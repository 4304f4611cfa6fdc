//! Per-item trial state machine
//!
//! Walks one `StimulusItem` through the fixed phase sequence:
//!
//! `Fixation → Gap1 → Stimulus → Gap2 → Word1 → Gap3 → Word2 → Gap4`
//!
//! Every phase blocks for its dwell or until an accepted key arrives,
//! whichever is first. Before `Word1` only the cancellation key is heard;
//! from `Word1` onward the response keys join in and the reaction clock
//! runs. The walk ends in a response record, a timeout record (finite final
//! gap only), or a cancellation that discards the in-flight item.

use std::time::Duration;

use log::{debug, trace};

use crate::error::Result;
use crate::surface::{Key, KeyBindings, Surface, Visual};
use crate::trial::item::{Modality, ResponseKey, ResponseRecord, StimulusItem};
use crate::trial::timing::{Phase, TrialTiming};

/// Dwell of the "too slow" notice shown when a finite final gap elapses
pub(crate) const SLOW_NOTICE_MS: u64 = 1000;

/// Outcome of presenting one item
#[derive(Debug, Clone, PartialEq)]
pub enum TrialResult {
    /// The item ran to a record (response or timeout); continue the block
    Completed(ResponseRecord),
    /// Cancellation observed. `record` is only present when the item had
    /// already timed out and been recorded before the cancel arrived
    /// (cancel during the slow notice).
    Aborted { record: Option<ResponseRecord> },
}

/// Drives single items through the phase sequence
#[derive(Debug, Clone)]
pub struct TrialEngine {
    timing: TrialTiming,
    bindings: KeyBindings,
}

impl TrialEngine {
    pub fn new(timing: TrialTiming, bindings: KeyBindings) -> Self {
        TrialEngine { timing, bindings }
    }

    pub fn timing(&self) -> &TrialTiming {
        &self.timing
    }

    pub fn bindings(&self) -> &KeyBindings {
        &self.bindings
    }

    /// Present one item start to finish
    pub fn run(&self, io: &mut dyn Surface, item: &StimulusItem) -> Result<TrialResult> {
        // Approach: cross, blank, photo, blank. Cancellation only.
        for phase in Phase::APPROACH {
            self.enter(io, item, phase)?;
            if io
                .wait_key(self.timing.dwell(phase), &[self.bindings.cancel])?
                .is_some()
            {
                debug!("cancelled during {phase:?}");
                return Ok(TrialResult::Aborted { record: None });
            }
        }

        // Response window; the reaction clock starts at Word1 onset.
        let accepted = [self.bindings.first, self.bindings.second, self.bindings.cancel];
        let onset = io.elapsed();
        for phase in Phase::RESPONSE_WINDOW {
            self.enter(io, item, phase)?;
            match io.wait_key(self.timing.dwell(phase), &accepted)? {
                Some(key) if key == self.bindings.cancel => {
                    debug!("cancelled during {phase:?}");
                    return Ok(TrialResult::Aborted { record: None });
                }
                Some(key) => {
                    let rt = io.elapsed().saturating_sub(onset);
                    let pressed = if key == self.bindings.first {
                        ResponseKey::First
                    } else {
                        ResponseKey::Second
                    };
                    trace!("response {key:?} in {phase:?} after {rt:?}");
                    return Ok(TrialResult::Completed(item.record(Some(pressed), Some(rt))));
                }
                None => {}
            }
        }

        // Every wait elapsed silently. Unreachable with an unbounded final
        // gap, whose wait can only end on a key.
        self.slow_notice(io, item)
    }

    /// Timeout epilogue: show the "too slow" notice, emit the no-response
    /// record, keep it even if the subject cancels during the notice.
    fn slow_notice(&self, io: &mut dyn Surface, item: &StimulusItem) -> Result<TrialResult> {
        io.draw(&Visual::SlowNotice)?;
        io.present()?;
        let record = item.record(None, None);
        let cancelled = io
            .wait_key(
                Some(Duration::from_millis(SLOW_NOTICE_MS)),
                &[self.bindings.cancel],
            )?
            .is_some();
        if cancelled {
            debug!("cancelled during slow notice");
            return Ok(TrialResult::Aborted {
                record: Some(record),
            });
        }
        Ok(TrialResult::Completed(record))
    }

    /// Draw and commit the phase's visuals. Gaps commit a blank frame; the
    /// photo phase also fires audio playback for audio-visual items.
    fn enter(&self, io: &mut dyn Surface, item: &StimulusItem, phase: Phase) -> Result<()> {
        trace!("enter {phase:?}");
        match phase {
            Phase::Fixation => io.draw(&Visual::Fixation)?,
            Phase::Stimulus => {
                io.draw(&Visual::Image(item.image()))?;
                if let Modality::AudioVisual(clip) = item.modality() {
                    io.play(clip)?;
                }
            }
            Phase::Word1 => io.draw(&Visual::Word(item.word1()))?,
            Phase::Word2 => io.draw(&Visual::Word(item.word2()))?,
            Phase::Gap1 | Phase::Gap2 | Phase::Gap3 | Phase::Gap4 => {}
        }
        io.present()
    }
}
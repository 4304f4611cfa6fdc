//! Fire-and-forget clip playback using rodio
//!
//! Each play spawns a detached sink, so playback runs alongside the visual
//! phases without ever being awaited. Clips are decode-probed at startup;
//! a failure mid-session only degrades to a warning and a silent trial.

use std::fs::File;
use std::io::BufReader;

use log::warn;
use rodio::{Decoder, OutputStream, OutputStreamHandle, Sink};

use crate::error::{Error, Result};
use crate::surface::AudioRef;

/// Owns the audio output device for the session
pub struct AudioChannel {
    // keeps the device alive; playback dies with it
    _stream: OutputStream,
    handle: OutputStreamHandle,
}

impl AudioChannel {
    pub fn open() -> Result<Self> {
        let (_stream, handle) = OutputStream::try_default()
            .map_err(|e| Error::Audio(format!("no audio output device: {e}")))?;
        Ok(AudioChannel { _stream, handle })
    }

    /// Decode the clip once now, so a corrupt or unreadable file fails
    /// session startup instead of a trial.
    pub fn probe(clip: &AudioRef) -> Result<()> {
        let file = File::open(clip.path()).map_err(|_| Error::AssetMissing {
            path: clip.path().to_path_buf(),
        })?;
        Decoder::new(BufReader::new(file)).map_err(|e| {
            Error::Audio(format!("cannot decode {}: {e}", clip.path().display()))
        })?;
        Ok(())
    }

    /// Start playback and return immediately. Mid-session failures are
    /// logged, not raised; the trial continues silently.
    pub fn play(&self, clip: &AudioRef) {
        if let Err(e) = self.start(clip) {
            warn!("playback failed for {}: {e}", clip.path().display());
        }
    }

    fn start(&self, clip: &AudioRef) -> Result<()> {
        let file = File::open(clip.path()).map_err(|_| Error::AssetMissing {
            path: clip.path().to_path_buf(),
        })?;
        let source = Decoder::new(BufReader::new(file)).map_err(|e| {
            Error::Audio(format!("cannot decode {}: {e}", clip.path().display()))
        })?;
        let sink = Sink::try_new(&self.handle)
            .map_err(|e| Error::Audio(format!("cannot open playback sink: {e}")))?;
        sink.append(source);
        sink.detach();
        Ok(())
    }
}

○ ○ ○ ○ ○ ○ ○

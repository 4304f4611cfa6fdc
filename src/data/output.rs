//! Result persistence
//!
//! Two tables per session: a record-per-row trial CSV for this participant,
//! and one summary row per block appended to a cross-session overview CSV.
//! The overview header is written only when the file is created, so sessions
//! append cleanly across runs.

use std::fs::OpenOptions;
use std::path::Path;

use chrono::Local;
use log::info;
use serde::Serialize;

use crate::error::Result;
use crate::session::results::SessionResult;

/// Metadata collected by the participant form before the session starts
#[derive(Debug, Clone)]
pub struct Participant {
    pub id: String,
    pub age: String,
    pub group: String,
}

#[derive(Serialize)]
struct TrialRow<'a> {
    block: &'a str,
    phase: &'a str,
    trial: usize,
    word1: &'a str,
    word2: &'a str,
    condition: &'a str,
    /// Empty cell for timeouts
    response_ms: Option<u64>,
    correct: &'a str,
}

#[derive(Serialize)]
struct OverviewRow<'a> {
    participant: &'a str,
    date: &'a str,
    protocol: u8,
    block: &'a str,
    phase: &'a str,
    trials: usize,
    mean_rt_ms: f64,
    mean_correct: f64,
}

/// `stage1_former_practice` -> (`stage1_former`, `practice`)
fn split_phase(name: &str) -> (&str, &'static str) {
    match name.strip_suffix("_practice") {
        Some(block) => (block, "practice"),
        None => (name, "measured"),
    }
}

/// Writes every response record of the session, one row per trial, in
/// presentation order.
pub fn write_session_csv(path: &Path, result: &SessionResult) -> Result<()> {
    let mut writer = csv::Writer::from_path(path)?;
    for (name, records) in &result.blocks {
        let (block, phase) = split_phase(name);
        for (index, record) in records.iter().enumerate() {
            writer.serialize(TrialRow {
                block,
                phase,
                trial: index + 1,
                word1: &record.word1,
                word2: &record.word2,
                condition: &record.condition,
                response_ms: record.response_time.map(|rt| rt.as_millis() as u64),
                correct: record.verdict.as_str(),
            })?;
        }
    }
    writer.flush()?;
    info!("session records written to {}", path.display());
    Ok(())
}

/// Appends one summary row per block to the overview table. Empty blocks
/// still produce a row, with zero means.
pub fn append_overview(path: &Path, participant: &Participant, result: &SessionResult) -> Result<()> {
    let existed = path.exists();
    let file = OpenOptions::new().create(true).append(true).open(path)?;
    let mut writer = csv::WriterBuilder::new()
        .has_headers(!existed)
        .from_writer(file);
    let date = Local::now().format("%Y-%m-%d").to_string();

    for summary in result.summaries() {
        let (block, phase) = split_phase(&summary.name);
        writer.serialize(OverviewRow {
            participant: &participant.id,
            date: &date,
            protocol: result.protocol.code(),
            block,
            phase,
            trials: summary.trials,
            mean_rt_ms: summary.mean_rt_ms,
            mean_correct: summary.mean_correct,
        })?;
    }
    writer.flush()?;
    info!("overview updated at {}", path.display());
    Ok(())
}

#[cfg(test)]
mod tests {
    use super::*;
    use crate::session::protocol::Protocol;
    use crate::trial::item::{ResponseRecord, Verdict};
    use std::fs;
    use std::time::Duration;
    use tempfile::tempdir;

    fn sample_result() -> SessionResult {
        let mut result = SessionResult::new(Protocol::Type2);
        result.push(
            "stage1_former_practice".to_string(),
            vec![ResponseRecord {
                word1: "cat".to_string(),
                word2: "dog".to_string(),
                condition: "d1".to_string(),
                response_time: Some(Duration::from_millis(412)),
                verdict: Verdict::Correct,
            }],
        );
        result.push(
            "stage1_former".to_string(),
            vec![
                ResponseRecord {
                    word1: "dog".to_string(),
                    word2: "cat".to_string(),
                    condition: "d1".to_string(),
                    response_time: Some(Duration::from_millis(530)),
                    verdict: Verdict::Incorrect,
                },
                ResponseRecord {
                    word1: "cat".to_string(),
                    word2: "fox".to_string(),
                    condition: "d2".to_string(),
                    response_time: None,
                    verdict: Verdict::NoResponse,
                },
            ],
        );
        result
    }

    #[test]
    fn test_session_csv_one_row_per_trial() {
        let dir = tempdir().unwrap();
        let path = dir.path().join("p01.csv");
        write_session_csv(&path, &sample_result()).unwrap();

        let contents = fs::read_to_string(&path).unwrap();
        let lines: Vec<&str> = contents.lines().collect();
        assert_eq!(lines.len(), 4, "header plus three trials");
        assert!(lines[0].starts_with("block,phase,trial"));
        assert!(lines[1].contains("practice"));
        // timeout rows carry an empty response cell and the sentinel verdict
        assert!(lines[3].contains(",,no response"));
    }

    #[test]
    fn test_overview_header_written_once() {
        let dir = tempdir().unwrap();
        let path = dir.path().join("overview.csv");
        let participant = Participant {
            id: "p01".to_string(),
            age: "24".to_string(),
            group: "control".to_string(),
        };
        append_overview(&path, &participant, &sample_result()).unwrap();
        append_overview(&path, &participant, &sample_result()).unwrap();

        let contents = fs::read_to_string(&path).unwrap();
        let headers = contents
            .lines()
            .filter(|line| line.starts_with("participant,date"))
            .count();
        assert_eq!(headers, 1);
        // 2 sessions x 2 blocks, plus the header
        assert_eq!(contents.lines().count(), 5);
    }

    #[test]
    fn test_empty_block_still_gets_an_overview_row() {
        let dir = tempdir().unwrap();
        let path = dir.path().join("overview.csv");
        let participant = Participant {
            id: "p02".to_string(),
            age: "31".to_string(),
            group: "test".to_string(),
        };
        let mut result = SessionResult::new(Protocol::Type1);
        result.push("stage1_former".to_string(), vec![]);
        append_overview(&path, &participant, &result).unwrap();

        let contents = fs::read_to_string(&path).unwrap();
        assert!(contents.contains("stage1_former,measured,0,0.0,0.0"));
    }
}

○ ○ ○ ○ ○ ○ ○

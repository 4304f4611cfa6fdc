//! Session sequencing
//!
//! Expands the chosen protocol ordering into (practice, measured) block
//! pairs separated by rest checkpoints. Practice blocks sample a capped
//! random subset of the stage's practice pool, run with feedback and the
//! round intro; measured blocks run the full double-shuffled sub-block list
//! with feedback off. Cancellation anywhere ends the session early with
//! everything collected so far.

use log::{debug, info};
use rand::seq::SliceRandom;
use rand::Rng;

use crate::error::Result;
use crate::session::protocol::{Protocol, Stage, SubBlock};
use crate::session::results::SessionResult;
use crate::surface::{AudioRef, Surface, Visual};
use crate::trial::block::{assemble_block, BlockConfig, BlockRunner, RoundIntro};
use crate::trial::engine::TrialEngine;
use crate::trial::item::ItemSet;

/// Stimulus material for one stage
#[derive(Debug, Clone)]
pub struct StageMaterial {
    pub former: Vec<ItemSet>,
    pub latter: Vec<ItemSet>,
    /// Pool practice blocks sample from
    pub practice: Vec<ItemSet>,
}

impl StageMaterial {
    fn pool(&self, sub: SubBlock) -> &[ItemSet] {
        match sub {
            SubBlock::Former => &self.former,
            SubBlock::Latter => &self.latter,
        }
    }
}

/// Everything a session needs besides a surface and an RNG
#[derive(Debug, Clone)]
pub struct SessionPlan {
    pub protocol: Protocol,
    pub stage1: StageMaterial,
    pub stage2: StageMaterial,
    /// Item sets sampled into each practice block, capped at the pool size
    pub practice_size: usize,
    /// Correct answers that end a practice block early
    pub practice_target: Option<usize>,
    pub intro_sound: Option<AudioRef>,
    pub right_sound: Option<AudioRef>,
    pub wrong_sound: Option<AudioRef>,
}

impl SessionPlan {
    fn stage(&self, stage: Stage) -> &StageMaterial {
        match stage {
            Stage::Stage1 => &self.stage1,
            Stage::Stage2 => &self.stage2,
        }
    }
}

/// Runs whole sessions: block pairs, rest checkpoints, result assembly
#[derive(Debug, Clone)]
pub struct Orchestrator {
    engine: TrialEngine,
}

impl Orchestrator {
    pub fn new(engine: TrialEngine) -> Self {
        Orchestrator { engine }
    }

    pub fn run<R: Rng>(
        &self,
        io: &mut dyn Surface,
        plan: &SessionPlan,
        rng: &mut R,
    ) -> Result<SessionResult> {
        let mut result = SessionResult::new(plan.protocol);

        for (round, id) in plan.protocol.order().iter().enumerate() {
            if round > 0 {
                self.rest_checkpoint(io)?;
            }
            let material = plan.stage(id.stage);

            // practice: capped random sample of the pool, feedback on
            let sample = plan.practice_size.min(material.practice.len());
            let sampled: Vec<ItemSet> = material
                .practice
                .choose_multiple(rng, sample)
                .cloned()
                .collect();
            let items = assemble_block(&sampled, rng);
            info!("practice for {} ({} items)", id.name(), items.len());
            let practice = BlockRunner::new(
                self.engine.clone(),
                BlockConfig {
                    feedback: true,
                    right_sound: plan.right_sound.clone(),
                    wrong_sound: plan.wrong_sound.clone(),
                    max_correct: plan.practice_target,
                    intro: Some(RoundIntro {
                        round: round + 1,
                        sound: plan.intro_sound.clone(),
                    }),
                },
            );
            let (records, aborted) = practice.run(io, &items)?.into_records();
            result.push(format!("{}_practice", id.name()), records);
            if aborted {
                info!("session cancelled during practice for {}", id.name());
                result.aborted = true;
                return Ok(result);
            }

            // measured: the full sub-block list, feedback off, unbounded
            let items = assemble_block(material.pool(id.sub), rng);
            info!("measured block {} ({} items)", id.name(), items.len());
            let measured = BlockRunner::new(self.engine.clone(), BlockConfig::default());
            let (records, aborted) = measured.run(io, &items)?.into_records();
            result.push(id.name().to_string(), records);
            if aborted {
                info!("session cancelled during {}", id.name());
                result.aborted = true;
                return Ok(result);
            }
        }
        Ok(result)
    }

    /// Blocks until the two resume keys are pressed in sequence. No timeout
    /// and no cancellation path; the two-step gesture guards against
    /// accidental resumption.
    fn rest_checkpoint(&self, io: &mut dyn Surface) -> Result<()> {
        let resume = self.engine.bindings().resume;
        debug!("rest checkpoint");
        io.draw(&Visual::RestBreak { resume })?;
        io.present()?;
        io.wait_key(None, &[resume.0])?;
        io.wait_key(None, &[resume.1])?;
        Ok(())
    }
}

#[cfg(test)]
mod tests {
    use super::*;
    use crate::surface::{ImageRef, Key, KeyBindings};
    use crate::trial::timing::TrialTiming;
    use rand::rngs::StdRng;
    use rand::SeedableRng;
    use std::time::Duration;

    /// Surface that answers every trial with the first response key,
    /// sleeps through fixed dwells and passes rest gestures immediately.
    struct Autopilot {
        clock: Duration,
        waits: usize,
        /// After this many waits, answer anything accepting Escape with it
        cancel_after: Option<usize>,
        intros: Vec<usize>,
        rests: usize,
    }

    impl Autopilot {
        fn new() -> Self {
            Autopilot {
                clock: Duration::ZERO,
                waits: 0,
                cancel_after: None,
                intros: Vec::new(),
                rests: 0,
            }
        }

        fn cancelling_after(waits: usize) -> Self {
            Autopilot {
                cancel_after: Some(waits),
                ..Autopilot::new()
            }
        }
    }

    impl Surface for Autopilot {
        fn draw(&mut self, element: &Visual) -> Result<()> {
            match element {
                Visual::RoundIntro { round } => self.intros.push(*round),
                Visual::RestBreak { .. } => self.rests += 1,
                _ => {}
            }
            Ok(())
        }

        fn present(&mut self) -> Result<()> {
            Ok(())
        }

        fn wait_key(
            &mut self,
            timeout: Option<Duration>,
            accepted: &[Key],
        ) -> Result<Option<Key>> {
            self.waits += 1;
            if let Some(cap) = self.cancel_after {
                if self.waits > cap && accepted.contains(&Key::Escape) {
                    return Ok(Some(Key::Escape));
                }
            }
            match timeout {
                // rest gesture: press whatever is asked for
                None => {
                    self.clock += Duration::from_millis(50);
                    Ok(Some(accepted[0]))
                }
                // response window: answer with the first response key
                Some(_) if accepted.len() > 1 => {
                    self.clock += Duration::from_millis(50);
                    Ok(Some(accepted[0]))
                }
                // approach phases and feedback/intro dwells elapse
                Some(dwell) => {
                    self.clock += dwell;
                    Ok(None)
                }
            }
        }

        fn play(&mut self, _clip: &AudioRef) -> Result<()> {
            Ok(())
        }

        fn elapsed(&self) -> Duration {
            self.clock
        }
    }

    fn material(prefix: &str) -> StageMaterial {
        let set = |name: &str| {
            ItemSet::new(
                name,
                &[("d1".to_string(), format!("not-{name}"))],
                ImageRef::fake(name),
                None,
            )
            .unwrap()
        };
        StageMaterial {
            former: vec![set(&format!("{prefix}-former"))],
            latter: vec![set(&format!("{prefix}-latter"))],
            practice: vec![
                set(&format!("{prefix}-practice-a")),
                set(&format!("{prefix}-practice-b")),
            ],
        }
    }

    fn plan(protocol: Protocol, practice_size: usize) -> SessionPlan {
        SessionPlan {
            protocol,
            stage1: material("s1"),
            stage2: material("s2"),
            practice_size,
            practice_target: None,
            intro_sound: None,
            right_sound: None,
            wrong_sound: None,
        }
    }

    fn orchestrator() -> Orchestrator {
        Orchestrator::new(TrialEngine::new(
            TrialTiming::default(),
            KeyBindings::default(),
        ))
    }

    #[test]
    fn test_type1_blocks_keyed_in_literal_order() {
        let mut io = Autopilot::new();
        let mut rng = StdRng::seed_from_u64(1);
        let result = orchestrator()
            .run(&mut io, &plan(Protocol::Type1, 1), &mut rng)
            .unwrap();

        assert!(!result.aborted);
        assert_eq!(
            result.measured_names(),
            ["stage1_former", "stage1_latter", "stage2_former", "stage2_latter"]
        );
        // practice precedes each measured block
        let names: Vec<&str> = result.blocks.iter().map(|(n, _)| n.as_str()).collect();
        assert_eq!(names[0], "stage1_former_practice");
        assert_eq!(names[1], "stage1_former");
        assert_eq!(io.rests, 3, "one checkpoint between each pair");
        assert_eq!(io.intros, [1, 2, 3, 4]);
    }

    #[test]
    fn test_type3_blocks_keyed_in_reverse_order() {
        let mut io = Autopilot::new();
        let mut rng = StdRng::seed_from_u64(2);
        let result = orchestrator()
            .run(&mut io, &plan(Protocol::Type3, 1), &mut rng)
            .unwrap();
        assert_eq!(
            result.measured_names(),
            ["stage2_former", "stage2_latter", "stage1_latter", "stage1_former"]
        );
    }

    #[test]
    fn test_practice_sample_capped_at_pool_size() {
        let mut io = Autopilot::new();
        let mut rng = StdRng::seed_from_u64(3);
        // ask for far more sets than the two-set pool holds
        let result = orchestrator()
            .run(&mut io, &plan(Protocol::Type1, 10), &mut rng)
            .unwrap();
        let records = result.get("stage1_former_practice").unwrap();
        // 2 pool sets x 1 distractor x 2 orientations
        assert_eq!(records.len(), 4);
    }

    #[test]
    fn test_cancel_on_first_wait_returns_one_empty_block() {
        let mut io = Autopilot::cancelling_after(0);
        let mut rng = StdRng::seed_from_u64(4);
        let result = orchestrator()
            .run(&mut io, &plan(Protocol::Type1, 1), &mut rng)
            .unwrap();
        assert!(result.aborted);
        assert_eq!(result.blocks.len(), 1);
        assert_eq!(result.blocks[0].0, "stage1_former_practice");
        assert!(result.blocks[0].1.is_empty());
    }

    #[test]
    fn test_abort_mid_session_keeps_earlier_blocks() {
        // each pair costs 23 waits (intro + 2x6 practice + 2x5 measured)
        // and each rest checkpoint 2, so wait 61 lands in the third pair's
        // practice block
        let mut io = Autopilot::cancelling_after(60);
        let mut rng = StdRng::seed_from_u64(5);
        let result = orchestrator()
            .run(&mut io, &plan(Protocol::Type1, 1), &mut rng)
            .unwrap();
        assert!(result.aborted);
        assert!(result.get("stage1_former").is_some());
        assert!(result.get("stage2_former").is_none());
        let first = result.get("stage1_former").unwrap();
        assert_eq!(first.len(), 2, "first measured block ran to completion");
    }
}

○ ○ ○ ○ ○ ○ ○

Aim of the exercise: Please report every line of the records above that contains the word "list".

Answer area:
//! round intro; measured blocks run the full double-shuffled sub-block list
            // measured: the full sub-block list, feedback off, unbounded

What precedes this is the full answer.